Не помня себя, вбежала я на сцену и, по мизансцене, спряталась за дальнюю колонну. Первый ряд кресел и стульев был близко от сцены, и я увидела ноги: справа от себя какие-то элегантно обутые мужские, потом полные женские, еще маленькие, нарядные, Р. К. Таманцевой, секретаря Константина Сергеевича, я их узнала. Длинные необыкновенно узкие черные ботинки Константина Сергеевича – вытянутые ноги и ступня на ступню – так он всегда сидел, пока был спокоен. Боже мой! Все это промелькнуло за секунды. Мне надо было произносить текст, начинать сцену с Самоквасовым – Володя сидел, прислонясь к дальней от меня колонне.
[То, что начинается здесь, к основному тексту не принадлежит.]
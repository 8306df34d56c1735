//! # EssayForge
//!
//! EssayForge researches a topic in parallel and merges the results into one cited
//! document. It fans a topic out to many independently generated drafts, one per
//! `(role, variation)` pair, keeps the best draft per role, and synthesizes the survivors
//! into a single essay with a deduplicated reference list.
//!
//! The crate provides:
//!
//! * **Role catalog**: [`roles`] holds ten research perspectives with prompt templates;
//!   the run intensity selects a prefix of them.
//! * **Parallel research**: [`orchestration::Orchestrator`] runs every task on tokio under a
//!   shared [`budget::ResourceBudget`], skipping new calls once a token or cost ceiling is
//!   reached and tolerating individual request failures.
//! * **Best-of-N selection**: [`scoring`] ranks drafts heuristically and
//!   [`selection::reduce`] keeps one winner per role.
//! * **Citations**: [`citation`] recognises links, academic `(Author, Year)` references
//!   and `[Source: ...]` tags, and dedupes them across a run.
//! * **Synthesis and quality**: [`synthesis::Synthesizer`] merges the winners with one
//!   generation call, and [`quality::aggregate`] scores the result.
//! * **Providers**: the [`ClientWrapper`] trait, implemented by the Anthropic
//!   [`clients::claude::ClaudeClient`] and the network-free
//!   [`clients::offline::OfflineClient`].
//! * **Progress**: [`event::ProgressSink`] receives task and run updates for dashboards
//!   or logs.
//!
//! ## Quick start
//!
//! ```rust,no_run
//! use essayforge::output::{render, OutputFormat};
//! use essayforge::{EssayForge, EssayForgeConfig};
//!
//! #[tokio::main]
//! async fn main() -> Result<(), Box<dyn std::error::Error + Send + Sync>> {
//!     essayforge::init_logger();
//!
//!     let config = EssayForgeConfig::default()
//!         .with_intensity(4)
//!         .with_variations_per_role(2)
//!         .with_api_key(std::env::var("ANTHROPIC_API_KEY")?)
//!         .with_cost_limit(1.50);
//!
//!     let report = EssayForge::new(config)?.run("the future of tidal energy").await?;
//!     println!("{}", render(&report.document, Some(&report.quality), OutputFormat::Markdown));
//!     Ok(())
//! }
//! ```
//!
//! Set `offline` in the config to run the whole pipeline against deterministic templates
//! with no network access.

use std::sync::Once;

static INIT_LOGGER: Once = Once::new();

/// Initialise the global [`env_logger`] subscriber exactly once.
///
/// Applications embedding EssayForge can opt in to `RUST_LOG` driven diagnostics without
/// choosing a logging backend up front.
///
/// ```rust
/// essayforge::init_logger();
/// log::info!("Logger is ready");
/// ```
pub fn init_logger() {
    INIT_LOGGER.call_once(|| {
        env_logger::init();
    });
}

// Import the top-level `essayforge` module.
pub mod essayforge;

// Re-exporting key items for easier external access.
pub use essayforge::client_wrapper;
pub use essayforge::client_wrapper::{
    ClientWrapper, GenerationRequest, GenerationResponse, RequestPurpose, TokenUsage,
};
pub use essayforge::clients;
pub use essayforge::config;
pub use essayforge::config::EssayForgeConfig;
pub use essayforge::pipeline;
pub use essayforge::pipeline::{EssayForge, RunReport};

pub use essayforge::budget;
pub use essayforge::budget::ResourceBudget;
pub use essayforge::citation;
pub use essayforge::citation::CitationRecord;
pub use essayforge::event;
pub use essayforge::event::{ProgressSink, ProgressSnapshot, TaskStatus, TaskUpdate};
pub use essayforge::orchestration;
pub use essayforge::orchestration::{Candidate, OrchestrationError, Orchestrator};
pub use essayforge::output;
pub use essayforge::quality;
pub use essayforge::quality::QualityMetrics;
pub use essayforge::roles;
pub use essayforge::scoring;
pub use essayforge::selection;
pub use essayforge::synthesis;
pub use essayforge::synthesis::{FinalDocument, Synthesizer};
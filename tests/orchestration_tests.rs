use async_trait::async_trait;
use essayforge::budget::ResourceBudget;
use essayforge::client_wrapper::{
    ClientWrapper, GenerationRequest, GenerationResponse, RequestPurpose, TokenUsage,
};
use essayforge::clients::offline::OfflineClient;
use essayforge::event::{ProgressBoard, ProgressSink, ProgressSnapshot, TaskStatus, TaskUpdate};
use essayforge::orchestration::{OrchestrationError, Orchestrator, CITATION_INSTRUCTIONS};
use essayforge::roles::select_roles;
use std::error::Error;
use std::sync::atomic::{AtomicUsize, Ordering};
use std::sync::{Arc, Mutex};
use std::time::Duration;

/// Answers every research request with a fixed text and usage.
struct MockClient {
    response: String,
    tokens: usize,
    fail_role: Option<String>,
    calls: AtomicUsize,
    prompts: Mutex<Vec<String>>,
}

impl MockClient {
    fn new(response: &str, tokens: usize) -> Self {
        MockClient {
            response: response.to_string(),
            tokens,
            fail_role: None,
            calls: AtomicUsize::new(0),
            prompts: Mutex::new(Vec::new()),
        }
    }

    fn failing_for(mut self, role_id: &str) -> Self {
        self.fail_role = Some(role_id.to_string());
        self
    }
}

#[async_trait]
impl ClientWrapper for MockClient {
    fn model_name(&self) -> &str {
        "mock"
    }

    async fn generate(
        &self,
        request: GenerationRequest,
    ) -> Result<GenerationResponse, Box<dyn Error + Send + Sync>> {
        self.calls.fetch_add(1, Ordering::SeqCst);
        self.prompts.lock().unwrap().push(request.prompt.clone());
        if let RequestPurpose::Research { role_id, .. } = &request.purpose {
            if self.fail_role.as_deref() == Some(role_id.as_str()) {
                return Err(format!("upstream refused {}", role_id).into());
            }
        }
        Ok(GenerationResponse {
            text: self.response.clone(),
            usage: TokenUsage::new(0, self.tokens),
            cost: 0.01,
        })
    }
}

/// Tracks how many calls are in flight at once.
struct SlowClient {
    current: AtomicUsize,
    peak: AtomicUsize,
}

#[async_trait]
impl ClientWrapper for SlowClient {
    fn model_name(&self) -> &str {
        "slow"
    }

    async fn generate(
        &self,
        _request: GenerationRequest,
    ) -> Result<GenerationResponse, Box<dyn Error + Send + Sync>> {
        let now = self.current.fetch_add(1, Ordering::SeqCst) + 1;
        self.peak.fetch_max(now, Ordering::SeqCst);
        tokio::time::sleep(Duration::from_millis(20)).await;
        self.current.fetch_sub(1, Ordering::SeqCst);
        Ok(GenerationResponse {
            text: "slow draft".into(),
            usage: TokenUsage::new(1, 1),
            cost: 0.0,
        })
    }
}

struct PanickingClient;

#[async_trait]
impl ClientWrapper for PanickingClient {
    fn model_name(&self) -> &str {
        "panics"
    }

    async fn generate(
        &self,
        _request: GenerationRequest,
    ) -> Result<GenerationResponse, Box<dyn Error + Send + Sync>> {
        panic!("generation backend crashed");
    }
}

#[derive(Default)]
struct RecordingSink {
    updates: Mutex<Vec<TaskUpdate>>,
    snapshots: Mutex<Vec<ProgressSnapshot>>,
}

#[async_trait]
impl ProgressSink for RecordingSink {
    async fn on_task_update(&self, update: &TaskUpdate) {
        self.updates.lock().unwrap().push(update.clone());
    }

    async fn on_progress(&self, snapshot: &ProgressSnapshot) {
        self.snapshots.lock().unwrap().push(snapshot.clone());
    }
}

#[tokio::test]
async fn test_every_pair_produces_a_candidate_in_order() {
    let client = Arc::new(MockClient::new("## Draft\n\n[Foo](http://x)", 50));
    let orchestrator = Orchestrator::new(client.clone(), Arc::new(ResourceBudget::unlimited()));

    let outcome = orchestrator.run("T", select_roles(3), 2).await.unwrap();

    assert_eq!(outcome.total_tasks, 6);
    assert_eq!(outcome.candidates.len(), 6);
    assert!(outcome.failed.is_empty());
    assert!(outcome.skipped.is_empty());
    let ids: Vec<&str> = outcome.candidates.iter().map(|c| c.task_id.as_str()).collect();
    assert_eq!(
        ids,
        vec![
            "fact-gatherer-0-0",
            "fact-gatherer-0-1",
            "current-state-1-0",
            "current-state-1-1",
            "expert-opinions-2-0",
            "expert-opinions-2-1",
        ]
    );
    assert_eq!(outcome.candidates[0].citations.len(), 1);
    assert_eq!(client.calls.load(Ordering::SeqCst), 6);
    assert_eq!(orchestrator.budget().total_tokens(), 300);
}

#[tokio::test]
async fn test_prompts_carry_topic_and_citation_instructions() {
    let client = Arc::new(MockClient::new("draft", 1));
    let orchestrator = Orchestrator::new(client.clone(), Arc::new(ResourceBudget::unlimited()));
    orchestrator.run("deep sea mining", select_roles(1), 1).await.unwrap();

    let prompts = client.prompts.lock().unwrap();
    assert_eq!(prompts.len(), 1);
    assert!(prompts[0].contains("deep sea mining"));
    assert!(prompts[0].ends_with(CITATION_INSTRUCTIONS));
}

#[tokio::test]
async fn test_request_failure_does_not_stop_siblings() {
    let client = Arc::new(MockClient::new("draft", 10).failing_for("current-state"));
    let sink = Arc::new(RecordingSink::default());
    let orchestrator = Orchestrator::new(client, Arc::new(ResourceBudget::unlimited()))
        .with_progress_sink(sink.clone());

    let outcome = orchestrator.run("T", select_roles(3), 2).await.unwrap();

    assert_eq!(outcome.candidates.len(), 4);
    assert_eq!(outcome.failed.len(), 2);
    assert!(outcome.failed.iter().all(|f| f.role_id == "current-state"));
    assert!(outcome.failed[0].error.contains("upstream refused"));

    let failed_updates = sink
        .updates
        .lock()
        .unwrap()
        .iter()
        .filter(|u| u.status == TaskStatus::Failed)
        .count();
    assert_eq!(failed_updates, 2);
}

#[tokio::test]
async fn test_exhausted_budget_skips_remaining_tasks() {
    let client = Arc::new(MockClient::new("draft", 100));
    let budget = Arc::new(ResourceBudget::new(100, 0.0));
    let orchestrator = Orchestrator::new(client.clone(), budget.clone()).with_max_concurrency(1);

    let outcome = orchestrator.run("T", select_roles(4), 1).await.unwrap();

    assert_eq!(outcome.candidates.len(), 1);
    assert_eq!(outcome.skipped.len(), 3);
    assert_eq!(client.calls.load(Ordering::SeqCst), 1);
    assert!(budget.exceeded());
}

#[tokio::test]
async fn test_concurrency_cap_is_respected() {
    let client = Arc::new(SlowClient {
        current: AtomicUsize::new(0),
        peak: AtomicUsize::new(0),
    });
    let orchestrator = Orchestrator::new(client.clone(), Arc::new(ResourceBudget::unlimited()))
        .with_max_concurrency(2);

    let outcome = orchestrator.run("T", select_roles(4), 2).await.unwrap();

    assert_eq!(outcome.candidates.len(), 8);
    assert!(client.peak.load(Ordering::SeqCst) <= 2);
}

#[tokio::test]
async fn test_progress_is_monotonic_and_ends_at_seventy() {
    let sink = Arc::new(RecordingSink::default());
    let orchestrator = Orchestrator::new(
        Arc::new(OfflineClient::new()),
        Arc::new(ResourceBudget::unlimited()),
    )
    .with_progress_sink(sink.clone());

    orchestrator.run("T", select_roles(5), 2).await.unwrap();

    let snapshots = sink.snapshots.lock().unwrap();
    assert_eq!(snapshots.len(), 10);
    for pair in snapshots.windows(2) {
        assert!(pair[1].percentage >= pair[0].percentage);
        assert!(pair[1].tokens_used >= pair[0].tokens_used);
    }
    let last = snapshots.last().unwrap();
    assert!((last.percentage - 70.0).abs() < 1e-9);
    assert_eq!(last.completed_count, 10);
    assert_eq!(last.active_count, 0);
}

#[tokio::test]
async fn test_board_sees_every_task_complete() {
    let board = Arc::new(ProgressBoard::new());
    let orchestrator = Orchestrator::new(
        Arc::new(OfflineClient::new()),
        Arc::new(ResourceBudget::unlimited()),
    )
    .with_progress_sink(board.clone());

    orchestrator.run("T", select_roles(2), 3).await.unwrap();

    let snap = board.snapshot();
    assert_eq!(snap.tasks.len(), 6);
    assert_eq!(snap.count(TaskStatus::Completed), 6);
    assert_eq!(board.status("current-state-1-2"), Some(TaskStatus::Completed));
}

#[tokio::test]
async fn test_zero_variations_counts_as_one() {
    let orchestrator = Orchestrator::new(
        Arc::new(OfflineClient::new()),
        Arc::new(ResourceBudget::unlimited()),
    );
    let outcome = orchestrator.run("T", select_roles(2), 0).await.unwrap();
    assert_eq!(outcome.total_tasks, 2);
    assert_eq!(outcome.candidates.len(), 2);
}

#[tokio::test]
async fn test_empty_roles_is_an_error() {
    let orchestrator = Orchestrator::new(
        Arc::new(OfflineClient::new()),
        Arc::new(ResourceBudget::unlimited()),
    );
    let err = orchestrator.run("T", &[], 1).await.unwrap_err();
    assert!(matches!(err, OrchestrationError::NoRoles));
}

#[tokio::test]
async fn test_task_panic_fails_the_run() {
    let orchestrator = Orchestrator::new(
        Arc::new(PanickingClient),
        Arc::new(ResourceBudget::unlimited()),
    );
    let err = orchestrator.run("T", select_roles(3), 1).await.unwrap_err();
    assert!(matches!(err, OrchestrationError::ExecutionFailed(_)));
}

#[tokio::test]
async fn test_unusable_scratch_root_is_setup_error() {
    let dir = tempfile::tempdir().unwrap();
    let not_a_dir = dir.path().join("plain-file");
    std::fs::write(&not_a_dir, "x").unwrap();

    let orchestrator = Orchestrator::new(
        Arc::new(OfflineClient::new()),
        Arc::new(ResourceBudget::unlimited()),
    )
    .with_scratch_root(&not_a_dir);

    let err = orchestrator.run("T", select_roles(2), 1).await.unwrap_err();
    assert!(matches!(err, OrchestrationError::Setup(_)));
}

#[tokio::test]
async fn test_scratch_directory_is_cleaned_up() {
    let root = tempfile::tempdir().unwrap();
    let orchestrator = Orchestrator::new(
        Arc::new(OfflineClient::new()),
        Arc::new(ResourceBudget::unlimited()),
    )
    .with_scratch_root(root.path());

    orchestrator.run("T", select_roles(2), 1).await.unwrap();

    assert_eq!(std::fs::read_dir(root.path()).unwrap().count(), 0);
}

/// Deletes every per-run scratch directory under `root` before answering.
struct ScratchWipingClient {
    root: std::path::PathBuf,
    calls: AtomicUsize,
}

#[async_trait]
impl ClientWrapper for ScratchWipingClient {
    fn model_name(&self) -> &str {
        "wiper"
    }

    async fn generate(
        &self,
        _request: GenerationRequest,
    ) -> Result<GenerationResponse, Box<dyn Error + Send + Sync>> {
        self.calls.fetch_add(1, Ordering::SeqCst);
        for entry in std::fs::read_dir(&self.root)? {
            std::fs::remove_dir_all(entry?.path())?;
        }
        Ok(GenerationResponse {
            text: "draft [Source: Report, Org, 2024]".into(),
            usage: TokenUsage::new(0, 10),
            cost: 0.0,
        })
    }
}

#[tokio::test]
async fn test_scratch_write_failure_aborts_remaining_tasks() {
    let root = tempfile::tempdir().unwrap();
    let client = Arc::new(ScratchWipingClient {
        root: root.path().to_path_buf(),
        calls: AtomicUsize::new(0),
    });
    let orchestrator = Orchestrator::new(client.clone(), Arc::new(ResourceBudget::unlimited()))
        .with_scratch_root(root.path())
        .with_max_concurrency(1);

    let err = orchestrator.run("T", select_roles(4), 2).await.unwrap_err();
    match err {
        OrchestrationError::ExecutionFailed(msg) => assert!(msg.contains("scratch")),
        other => panic!("expected ExecutionFailed, got {:?}", other),
    }
    assert!(client.calls.load(Ordering::SeqCst) < 8);
}
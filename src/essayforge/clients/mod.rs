//! Concrete [`ClientWrapper`](crate::client_wrapper::ClientWrapper) implementations.
//!
//! Each submodule offers a client that speaks to a particular backend while conforming to
//! the uniform EssayForge contract.

pub mod common;
pub mod http_pool;

pub mod claude;
pub mod offline;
И вот я вымолвила: «Соловушек слушать? Опоздал, молодец, смолкли соловушки – Петров день на дворе».
Что я делала дальше, было как во сне. Уж очень страшно. Но нам уже тогда внушали, что волнение надо направлять на роль, иначе будет просто паника. Может быть, это и выручило. В зале было тихо. Когда я выбегала со сцены, чтобы тут же вернуться обратно, меня судорожно поглаживали и шептали что-то ободряющее.
Но вот кончились все сцены из Печерского, и мне можно было перевести дух, но тут же был приказ Бахрушина переодеваться на «Мелентьеву». Весь монолог в стихах, а повторить – нет сил. Одели меня, скоро выходить на сцену, а я чувствую, что меня тошнит – вот-вот я осрамлюсь. Бахрушин стоял рядом, взял меня за плечи, сильно встряхнув, прошептал: «Глупости!» И еще: «Воды не дам». Он стал хлопать меня по щекам и пудрить.